PatchSiren cyber security CVE debrief
CVE-2026-7259 Unknown Vendor CVE debrief
CVE-2026-7259 is a low-severity PHP denial-of-service issue. In affected PHP releases, a mismatch between Oniguruma and mbfl encoding lists can lead to a NULL pointer dereference and segmentation fault when user-controlled input can influence the encoding passed to mb_regex_encoding(). The practical risk is application crash rather than code execution or data loss, but exposed services can still suffer availability impact.
- Vendor
- Unknown Vendor
- Product
- Unknown
- CVSS
- LOW 2.1
- CISA KEV
- Not listed in stored evidence
- Original CVE published
- 2026-05-10
- Original CVE updated
- 2026-05-10
- Advisory published
- 2026-05-10
- Advisory updated
- 2026-05-10
Who should care
PHP application owners, framework maintainers, and operators of services that use mbstring or mb_regex_encoding() with any user-influenced encoding value. Systems running PHP 8.2.* before 8.2.31, 8.3.* before 8.3.31, 8.4.* before 8.4.21, or 8.5.* before 8.5.6 should be checked first.
Technical summary
The vulnerability is described as a mismatch between the encoding lists used by Oniguruma and mbfl in PHP. Under the affected conditions, calling mb_regex_encoding() with an encoding influenced by user-controlled input can cause a NULL pointer dereference, resulting in a segmentation fault. The CVSS vector in the supplied record reflects low availability impact and requires user interaction / application exposure conditions.
Defensive priority
Patch promptly if your application accepts or derives mb_regex_encoding() input from users or external requests. For internal-only usage with no user influence, priority is lower, but upgrading to a fixed PHP release is still recommended because the impact is service crash/availability loss.
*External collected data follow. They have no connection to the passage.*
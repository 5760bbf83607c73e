//! Whitespace-aware text wrapping.

/// Wrap `text` into lines of at most `max_chars` characters, breaking on
/// whitespace and hard-splitting words longer than a full line. Explicit
/// newlines in the input are preserved as line breaks. No content is ever
/// dropped.
pub fn wrap_text(text: &str, max_chars: usize) -> Vec<String> {
    let max_chars = max_chars.max(1);
    let mut lines = Vec::new();

    for paragraph in text.lines() {
        if paragraph.trim().is_empty() {
            lines.push(String::new());
            continue;
        }

        let mut current = String::new();
        for word in paragraph.split_whitespace() {
            let mut word = word;
            // Hard-split words that cannot fit on any line.
            while word.chars().count() > max_chars {
                if !current.is_empty() {
                    lines.push(std::mem::take(&mut current));
                }
                let split_at = word
                    .char_indices()
                    .nth(max_chars)
                    .map(|(i, _)| i)
                    .unwrap_or(word.len());
                let (head, tail) = word.split_at(split_at);
                lines.push(head.to_string());
                word = tail;
            }

            let needed = word.chars().count()
                + if current.is_empty() { 0 } else { 1 + current.chars().count() };
            if !current.is_empty() && needed > max_chars {
                lines.push(std::mem::take(&mut current));
            }
            if !current.is_empty() {
                current.push(' ');
            }
            current.push_str(word);
        }
        if !current.is_empty() {
            lines.push(current);
        }
    }

    lines
}

#[cfg(test)]
mod tests {
    use super::*;

    #[test]
    fn short_text_stays_on_one_line() {
        assert_eq!(wrap_text("payable on receipt", 40), vec!["payable on receipt"]);
    }

    #[test]
    fn wraps_at_word_boundaries() {
        let lines = wrap_text("one two three four five", 9);
        assert_eq!(lines, vec!["one two", "three", "four five"]);
    }

    #[test]
    fn preserves_explicit_newlines() {
        let lines = wrap_text("first\n\nsecond", 20);
        assert_eq!(lines, vec!["first", "", "second"]);
    }

    #[test]
    fn hard_splits_overlong_words() {
        let lines = wrap_text("abcdefghij", 4);
        assert_eq!(lines, vec!["abcd", "efgh", "ij"]);
    }

    #[test]
    fn never_drops_content() {
        let text = "lorem ipsum dolor sit amet consectetur adipiscing elit sed do";
        let rejoined = wrap_text(text, 7).join(" ");
        // Hard splits may insert breaks inside words, but every character
        // survives the wrap.
        assert_eq!(rejoined.replace(' ', ""), text.replace(' ', ""));
    }
}
//! Bollinger Bands and band width.
//!
//! Bollinger Bands consist of:
//! - Middle: Simple Moving Average (SMA) over n periods
//! - Upper: Middle + (multiplier × StdDev)
//! - Lower: Middle - (multiplier × StdDev)
//!
//! Where StdDev is population standard deviation (divides by N, not N-1).
//!
//! Band width = (Upper - Lower) / Middle, defined only where the bands are
//! and the middle band is non-zero.
//!
//! Default parameters: period=20, multiplier=2.0
//! Warmup: first (period-1) bars are invalid.

use crate::domain::indicator::{
    Bands, IndicatorPoint, IndicatorSeries, IndicatorType, IndicatorValue,
};
use crate::domain::ohlcv::PriceBar;

pub fn calculate_bollinger(bars: &[PriceBar], period: usize, multiplier: f64) -> IndicatorSeries {
    let mut values = Vec::with_capacity(bars.len());
    let warmup = period.saturating_sub(1);

    for (i, bar) in bars.iter().enumerate() {
        let valid = period > 0 && i >= warmup;

        let bands = if valid {
            let window = &bars[i + 1 - period..=i];

            let middle: f64 = window.iter().map(|b| b.close).sum::<f64>() / period as f64;

            let variance: f64 = window
                .iter()
                .map(|b| {
                    let diff = b.close - middle;
                    diff * diff
                })
                .sum::<f64>()
                / period as f64;

            let stddev = variance.sqrt();

            Bands {
                upper: middle + multiplier * stddev,
                middle,
                lower: middle - multiplier * stddev,
            }
        } else {
            Bands {
                upper: 0.0,
                middle: 0.0,
                lower: 0.0,
            }
        };

        values.push(IndicatorPoint {
            date: bar.date,
            valid,
            value: IndicatorValue::Bollinger(bands),
        });
    }

    IndicatorSeries {
        indicator_type: IndicatorType::bollinger(period, multiplier),
        values,
    }
}

/// Relative band width; `None` when the middle band is zero or the result is
/// not finite.
pub fn band_width(upper: f64, lower: f64, middle: f64) -> Option<f64> {
    if middle == 0.0 {
        return None;
    }
    let width = (upper - lower) / middle;
    width.is_finite().then_some(width)
}

/// Band width series derived from a Bollinger series.
pub fn calculate_band_width(bollinger: &IndicatorSeries) -> IndicatorSeries {
    let indicator_type = match bollinger.indicator_type {
        IndicatorType::Bollinger {
            period,
            stddev_mult_x100,
        } => IndicatorType::BandWidth {
            period,
            stddev_mult_x100,
        },
        ref other => other.clone(),
    };

    let values = bollinger
        .values
        .iter()
        .map(|point| {
            let width = point
                .bands()
                .and_then(|b| band_width(b.upper, b.lower, b.middle));
            IndicatorPoint {
                date: point.date,
                valid: width.is_some(),
                value: IndicatorValue::Simple(width.unwrap_or(0.0)),
            }
        })
        .collect();

    IndicatorSeries {
        indicator_type,
        values,
    }
}
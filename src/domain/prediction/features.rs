//! Feature extraction contract tied to each predictive artifact.

use crate::domain::ohlcv::PriceBar;
use std::fmt;
use std::str::FromStr;

#[derive(Debug, Clone, PartialEq, thiserror::Error)]
pub enum FeatureError {
    #[error("unknown feature column: {0}")]
    UnknownColumn(String),

    #[error("feature list is empty")]
    Empty,

    #[error("expected {expected} weights for {expected} features, got {actual}")]
    WeightCount { expected: usize, actual: usize },
}

#[derive(Debug, Clone, Copy, PartialEq, Eq, Hash)]
pub enum FeatureColumn {
    Open,
    High,
    Low,
    Close,
    Volume,
    /// close / previous close - 1; absent on the first bar
    Return,
    /// (high - low) / close
    Range,
}

impl FromStr for FeatureColumn {
    type Err = FeatureError;

    fn from_str(s: &str) -> Result<Self, Self::Err> {
        match s.trim().to_lowercase().as_str() {
            "open" => Ok(FeatureColumn::Open),
            "high" => Ok(FeatureColumn::High),
            "low" => Ok(FeatureColumn::Low),
            "close" => Ok(FeatureColumn::Close),
            "volume" => Ok(FeatureColumn::Volume),
            "return" => Ok(FeatureColumn::Return),
            "range" => Ok(FeatureColumn::Range),
            _ => Err(FeatureError::UnknownColumn(s.trim().to_string())),
        }
    }
}

impl fmt::Display for FeatureColumn {
    fn fmt(&self, f: &mut fmt::Formatter<'_>) -> fmt::Result {
        let name = match self {
            FeatureColumn::Open => "Open",
            FeatureColumn::High => "High",
            FeatureColumn::Low => "Low",
            FeatureColumn::Close => "Close",
            FeatureColumn::Volume => "Volume",
            FeatureColumn::Return => "Return",
            FeatureColumn::Range => "Range",
        };
        f.write_str(name)
    }
}

impl FeatureColumn {
    fn value(&self, bars: &[PriceBar], index: usize) -> Option<f64> {
        let bar = bars.get(index)?;
        let value = match self {
            FeatureColumn::Open => bar.open,
            FeatureColumn::High => bar.high,
            FeatureColumn::Low => bar.low,
            FeatureColumn::Close => bar.close,
            FeatureColumn::Volume => bar.volume,
            FeatureColumn::Return => {
                let prev = bars.get(index.checked_sub(1)?)?;
                bar.simple_return(prev.close)
            }
            FeatureColumn::Range => bar.range_ratio(),
        };
        value.is_finite().then_some(value)
    }
}

/// Ordered feature columns fixed when the artifact is registered.
#[derive(Debug, Clone, PartialEq)]
pub struct FeatureSpec {
    columns: Vec<FeatureColumn>,
}

impl FeatureSpec {
    pub fn new(columns: Vec<FeatureColumn>) -> Result<Self, FeatureError> {
        if columns.is_empty() {
            return Err(FeatureError::Empty);
        }
        Ok(Self { columns })
    }

    /// Parse a comma-separated column list such as `Open,High,Low,Close,Volume`.
    pub fn parse(list: &str) -> Result<Self, FeatureError> {
        let columns = list
            .split(',')
            .filter(|s| !s.trim().is_empty())
            .map(FeatureColumn::from_str)
            .collect::<Result<Vec<_>, _>>()?;
        Self::new(columns)
    }

    pub fn columns(&self) -> &[FeatureColumn] {
        &self.columns
    }

    pub fn len(&self) -> usize {
        self.columns.len()
    }

    pub fn is_empty(&self) -> bool {
        self.columns.is_empty()
    }

    /// Feature vector for bar `index`; `None` if any column has no value there.
    pub fn extract(&self, bars: &[PriceBar], index: usize) -> Option<Vec<f64>> {
        self.columns.iter().map(|c| c.value(bars, index)).collect()
    }
}
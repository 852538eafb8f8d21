//! Performance metrics from an equity curve.
//!
//! Every metric falls back to 0 when its inputs are degenerate (empty curve,
//! zero starting value, zero elapsed days, zero variance) so reports never
//! carry NaN or infinity. Values are rounded to 2 decimal places.

use super::portfolio::EquityPoint;
use serde::Serialize;

const TRADING_DAYS_PER_YEAR: f64 = 252.0;
const CALENDAR_DAYS_PER_YEAR: f64 = 365.0;

#[derive(Debug, Clone, Copy, PartialEq, Serialize)]
#[serde(rename_all = "camelCase")]
pub struct Metrics {
    pub total_return_pct: f64,
    pub annualized_return_pct: f64,
    pub sharpe_ratio: f64,
    pub max_drawdown_pct: f64,
}

impl Metrics {
    pub fn compute(equity_curve: &[EquityPoint]) -> Self {
        let (Some(first), Some(last)) = (equity_curve.first(), equity_curve.last()) else {
            return Self::zero();
        };
        if first.value == 0.0 {
            return Self::zero();
        }

        let total_return_pct = finite_or_zero((last.value / first.value - 1.0) * 100.0);

        let days = (last.date - first.date).num_days();
        let annualized_return_pct = if days > 0 {
            let growth = 1.0 + total_return_pct / 100.0;
            finite_or_zero((growth.powf(CALENDAR_DAYS_PER_YEAR / days as f64) - 1.0) * 100.0)
        } else {
            0.0
        };

        Metrics {
            total_return_pct: round2(total_return_pct),
            annualized_return_pct: round2(annualized_return_pct),
            sharpe_ratio: round2(compute_sharpe(equity_curve)),
            max_drawdown_pct: round2(compute_max_drawdown(equity_curve)),
        }
    }

    fn zero() -> Self {
        Metrics {
            total_return_pct: 0.0,
            annualized_return_pct: 0.0,
            sharpe_ratio: 0.0,
            max_drawdown_pct: 0.0,
        }
    }
}

pub fn round2(value: f64) -> f64 {
    let rounded = (value * 100.0).round() / 100.0;
    if rounded.is_finite() { rounded } else { value }
}

fn finite_or_zero(value: f64) -> f64 {
    if value.is_finite() { value } else { 0.0 }
}

/// Annualized Sharpe ratio of day-over-day changes, zero risk-free rate,
/// sample standard deviation.
fn compute_sharpe(equity_curve: &[EquityPoint]) -> f64 {
    let returns: Vec<f64> = equity_curve
        .windows(2)
        .filter(|w| w[0].value != 0.0)
        .map(|w| w[1].value / w[0].value - 1.0)
        .collect();

    if returns.len() < 2 {
        return 0.0;
    }

    let n = returns.len() as f64;
    let mean: f64 = returns.iter().sum::<f64>() / n;
    let variance: f64 = returns.iter().map(|r| (r - mean).powi(2)).sum::<f64>() / (n - 1.0);
    let stddev = variance.sqrt();

    if stddev > 0.0 {
        finite_or_zero(mean / stddev * TRADING_DAYS_PER_YEAR.sqrt())
    } else {
        0.0
    }
}

/// Most negative (value - running max) / running max, as a percentage.
fn compute_max_drawdown(equity_curve: &[EquityPoint]) -> f64 {
    let mut peak = f64::NEG_INFINITY;
    let mut max_dd = 0.0_f64;

    for point in equity_curve {
        peak = peak.max(point.value);
        if peak > 0.0 {
            let dd = (point.value - peak) / peak * 100.0;
            max_dd = max_dd.min(dd);
        }
    }

    finite_or_zero(max_dd)
}
//! CLI definition and dispatch.

use clap::{Parser, Subcommand};
use std::path::{Path, PathBuf};
use std::process::ExitCode;
use tracing::{error, info};

use crate::adapters::csv_adapter::CsvAdapter;
use crate::adapters::file_config_adapter::FileConfigAdapter;
use crate::adapters::json_report_adapter::JsonReportAdapter;
use crate::domain::backtest;
use crate::domain::config_validation::{load_run_config, Overrides, RunConfig};
use crate::domain::error::AlgoError;
use crate::domain::prediction::fusion::Confirmation;
use crate::domain::prediction::registry::{ArtifactRegistry, SetEntry};
use crate::domain::report::{JobFailure, JobOutcome, PerformanceReport};
use crate::domain::strategy::{StrategyKind, StrategyType};
use crate::ports::config_port::ConfigPort;
use crate::ports::report_port::ReportPort;

#[derive(Parser, Debug)]
#[command(name = "algosphere", about = "Strategy backtester with model confirmation")]
pub struct Cli {
    #[command(subcommand)]
    pub command: Command,
}

#[derive(Subcommand, Debug)]
pub enum Command {
    /// Run a backtest and write the job outcome as JSON
    Backtest {
        #[arg(short, long)]
        config: PathBuf,
        /// Overrides [backtest] ticker
        #[arg(long)]
        ticker: Option<String>,
        /// Overrides [strategy] type
        #[arg(long)]
        strategy_type: Option<String>,
        #[arg(short, long, default_value = "report.json")]
        output: PathBuf,
        #[arg(long)]
        job_id: Option<String>,
    },
    /// Validate a backtest configuration
    Validate {
        #[arg(short, long)]
        config: PathBuf,
    },
    /// List the model sets of a registry file
    Models {
        #[arg(short, long)]
        registry: PathBuf,
    },
}

pub fn run(cli: Cli) -> ExitCode {
    match cli.command {
        Command::Backtest {
            config,
            ticker,
            strategy_type,
            output,
            job_id,
        } => run_backtest(
            &config,
            Overrides {
                ticker: ticker.as_deref(),
                strategy_type: strategy_type.as_deref(),
            },
            &output,
            job_id,
        ),
        Command::Validate { config } => run_validate(&config),
        Command::Models { registry } => run_models(&registry),
    }
}

pub fn load_config(path: &Path) -> Result<FileConfigAdapter, ExitCode> {
    FileConfigAdapter::from_file(path).map_err(|e| {
        eprintln!("error: {e}");
        ExitCode::from(&e)
    })
}

/// Load the model registry once. A registry file that cannot be read leaves
/// every set unregistered, so runs asking for a model degrade instead of failing.
pub fn load_registry(path: Option<&Path>) -> ArtifactRegistry {
    match path {
        None => ArtifactRegistry::empty(),
        Some(path) => match FileConfigAdapter::from_file(path) {
            Ok(adapter) => ArtifactRegistry::load(&adapter),
            Err(e) => {
                error!(path = %path.display(), error = %e, "model registry could not be read");
                ArtifactRegistry::empty()
            }
        },
    }
}

fn run_backtest(
    config_path: &Path,
    overrides: Overrides<'_>,
    output_path: &Path,
    job_id: Option<String>,
) -> ExitCode {
    info!(config = %config_path.display(), "loading config");

    let run_config = FileConfigAdapter::from_file(config_path)
        .and_then(|adapter| load_run_config(&adapter, overrides));

    let outcome = match run_config {
        Ok(run_config) => execute(&run_config),
        Err(e) => {
            eprintln!("error: {e}");
            JobOutcome::failure(failure_without_run(&e, config_path, overrides))
        }
    };

    finish(outcome.with_job_id(job_id), output_path)
}

fn execute(run_config: &RunConfig) -> JobOutcome {
    let registry = load_registry(run_config.registry_path.as_deref());
    let data_port = CsvAdapter::new(run_config.data_path.clone());

    let outcome = backtest::run_job(
        &data_port,
        &run_config.descriptor,
        &registry,
        &run_config.backtest,
    );

    match (outcome.report(), outcome.failure_info()) {
        (Some(report), _) => print_summary(report),
        (None, Some(failure)) => eprintln!("error: {} ({})", failure.message, failure.kind),
        (None, None) => {}
    }
    outcome
}

/// Best-effort failure context when the config itself is the problem.
fn failure_without_run(err: &AlgoError, config_path: &Path, overrides: Overrides<'_>) -> JobFailure {
    let adapter = FileConfigAdapter::from_file(config_path).ok();
    let lookup = |section: &str, key: &str| {
        adapter
            .as_ref()
            .and_then(|a| a.get_string(section, key))
            .map(|s| s.trim().to_string())
    };

    let ticker = overrides
        .ticker
        .map(str::to_string)
        .or_else(|| lookup("backtest", "ticker"))
        .unwrap_or_default();
    let strategy_type = overrides
        .strategy_type
        .map(str::to_string)
        .or_else(|| lookup("strategy", "type"))
        .and_then(|t| t.parse::<StrategyType>().ok());

    JobFailure::from_error(err, ticker, strategy_type)
}

fn finish(outcome: JobOutcome, output_path: &Path) -> ExitCode {
    if let Err(e) = JsonReportAdapter::new().write(&outcome, output_path) {
        eprintln!("error: failed to write report: {e}");
        return ExitCode::from(&e);
    }
    eprintln!("\nReport written to: {}", output_path.display());

    match outcome.failure_info() {
        None => ExitCode::SUCCESS,
        Some(failure) => failure.kind.into(),
    }
}

fn print_summary(report: &PerformanceReport) {
    eprintln!(
        "\n=== Results: {} ({}, {}) ===",
        report.ticker, report.strategy_name, report.strategy_type
    );
    eprintln!("Period:           {} to {}", report.start_date, report.end_date);
    eprintln!("Total Return:     {:.2}%", report.metrics.total_return_pct);
    eprintln!("Annualized:       {:.2}%", report.metrics.annualized_return_pct);
    eprintln!("Sharpe Ratio:     {:.2}", report.metrics.sharpe_ratio);
    eprintln!("Max Drawdown:     {:.2}%", report.metrics.max_drawdown_pct);
    eprintln!("Final Value:      {:.2}", report.final_portfolio_value);
    eprintln!("Total Trades:     {}", report.trade_count);
    eprintln!("ML Confirmation:  {}", describe_confirmation(report));
}

fn describe_confirmation(report: &PerformanceReport) -> String {
    match &report.ml_confirmation {
        Confirmation::NotRequested => "not requested".to_string(),
        Confirmation::Applied {
            set,
            model,
            suppressed_buys,
            ..
        } => format!("{set}/{model}, {suppressed_buys} buys suppressed"),
        Confirmation::Unavailable { set, model, reason } => {
            format!("{set}/{model} unavailable ({reason}), not applied")
        }
    }
}

fn run_validate(config_path: &Path) -> ExitCode {
    let adapter = match load_config(config_path) {
        Ok(a) => a,
        Err(code) => return code,
    };

    let run_config = match load_run_config(&adapter, Overrides::default()) {
        Ok(c) => c,
        Err(e) => {
            eprintln!("error: {e}");
            return (&e).into();
        }
    };
    eprintln!("Config validated successfully");

    let d = &run_config.descriptor;
    eprintln!("\nStrategy:");
    eprintln!("  name:   {}", d.name);
    eprintln!("  type:   {}", d.strategy_type());
    eprintln!("  params: {}", describe_params(&d.kind));
    match &d.model {
        Some(selection) => eprintln!("  model:  {}/{}", selection.set, selection.model),
        None => eprintln!("  model:  none"),
    }

    let bt = &run_config.backtest;
    eprintln!("\nBacktest:");
    eprintln!("  ticker:  {}", d.ticker);
    eprintln!("  period:  {} to {}", bt.start_date, bt.end_date);
    eprintln!("  capital: {:.2}", bt.initial_capital);
    eprintln!("  data:    {}", run_config.data_path.display());
    if let Some(registry) = &run_config.registry_path {
        eprintln!("  models:  {}", registry.display());
    }

    ExitCode::SUCCESS
}

fn describe_params(kind: &StrategyKind) -> String {
    match kind {
        StrategyKind::TrendFollowing(p) => {
            format!("fast_window={} slow_window={}", p.fast_window, p.slow_window)
        }
        StrategyKind::MeanReversion(p) => format!("window={} std_dev={}", p.window, p.std_dev),
        StrategyKind::Volatility(p) => format!(
            "window={} std_dev={} squeeze_threshold={}",
            p.window, p.std_dev, p.squeeze_threshold
        ),
    }
}

fn run_models(registry_path: &Path) -> ExitCode {
    let adapter = match load_config(registry_path) {
        Ok(a) => a,
        Err(code) => return code,
    };
    let registry = ArtifactRegistry::load(&adapter);

    let mut count = 0;
    for (name, entry) in registry.entries() {
        count += 1;
        match entry {
            SetEntry::Loaded(set) => {
                eprintln!("{name}: available");
                for model in set.models() {
                    eprintln!(
                        "  {} ({} features, threshold {})",
                        model.name(),
                        model.features().len(),
                        model.threshold()
                    );
                }
            }
            SetEntry::Unavailable(reason) => eprintln!("{name}: unavailable ({reason})"),
        }
    }

    if count == 0 {
        eprintln!("no model sets registered");
    }
    ExitCode::SUCCESS
}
Recommended defensive actions
- Upgrade PHP to a fixed release: 8.2.31 or later, 8.3.31 or later, 8.4.21 or later, or 8.5.6 or later.
- Review code paths that call mb_regex_encoding() and remove any user-controlled or externally supplied encoding values.
- Where encoding choice is required, enforce a strict allowlist of expected encodings before calling mb_regex_encoding().
- Monitor application and PHP-FPM logs for unexpected segmentation faults or repeated crashes that could indicate exposure.
- If you cannot upgrade immediately, reduce exposure by ensuring the affected functionality is not reachable from untrusted input.
Evidence notes
This debrief is based on the CVE description supplied in the source corpus and the official NVD record. The NVD reference points to the PHP security advisory GHSA-wm6j-2649-pv75. The supplied record assigns CVSS 2.1 (LOW) and CWE-476 (NULL pointer dereference). No KEV entry was provided in the corpus for this CVE.
Official resources
-
CVE-2026-7259 CVE record
CVE.org
-
CVE-2026-7259 NVD detail
NVD
-
Source item URL
nvd_modified
- Source reference
Published in the supplied CVE record on 2026-05-10. The official NVD entry references the PHP security advisory GHSA-wm6j-2649-pv75. No KEV date was provided in the source corpus.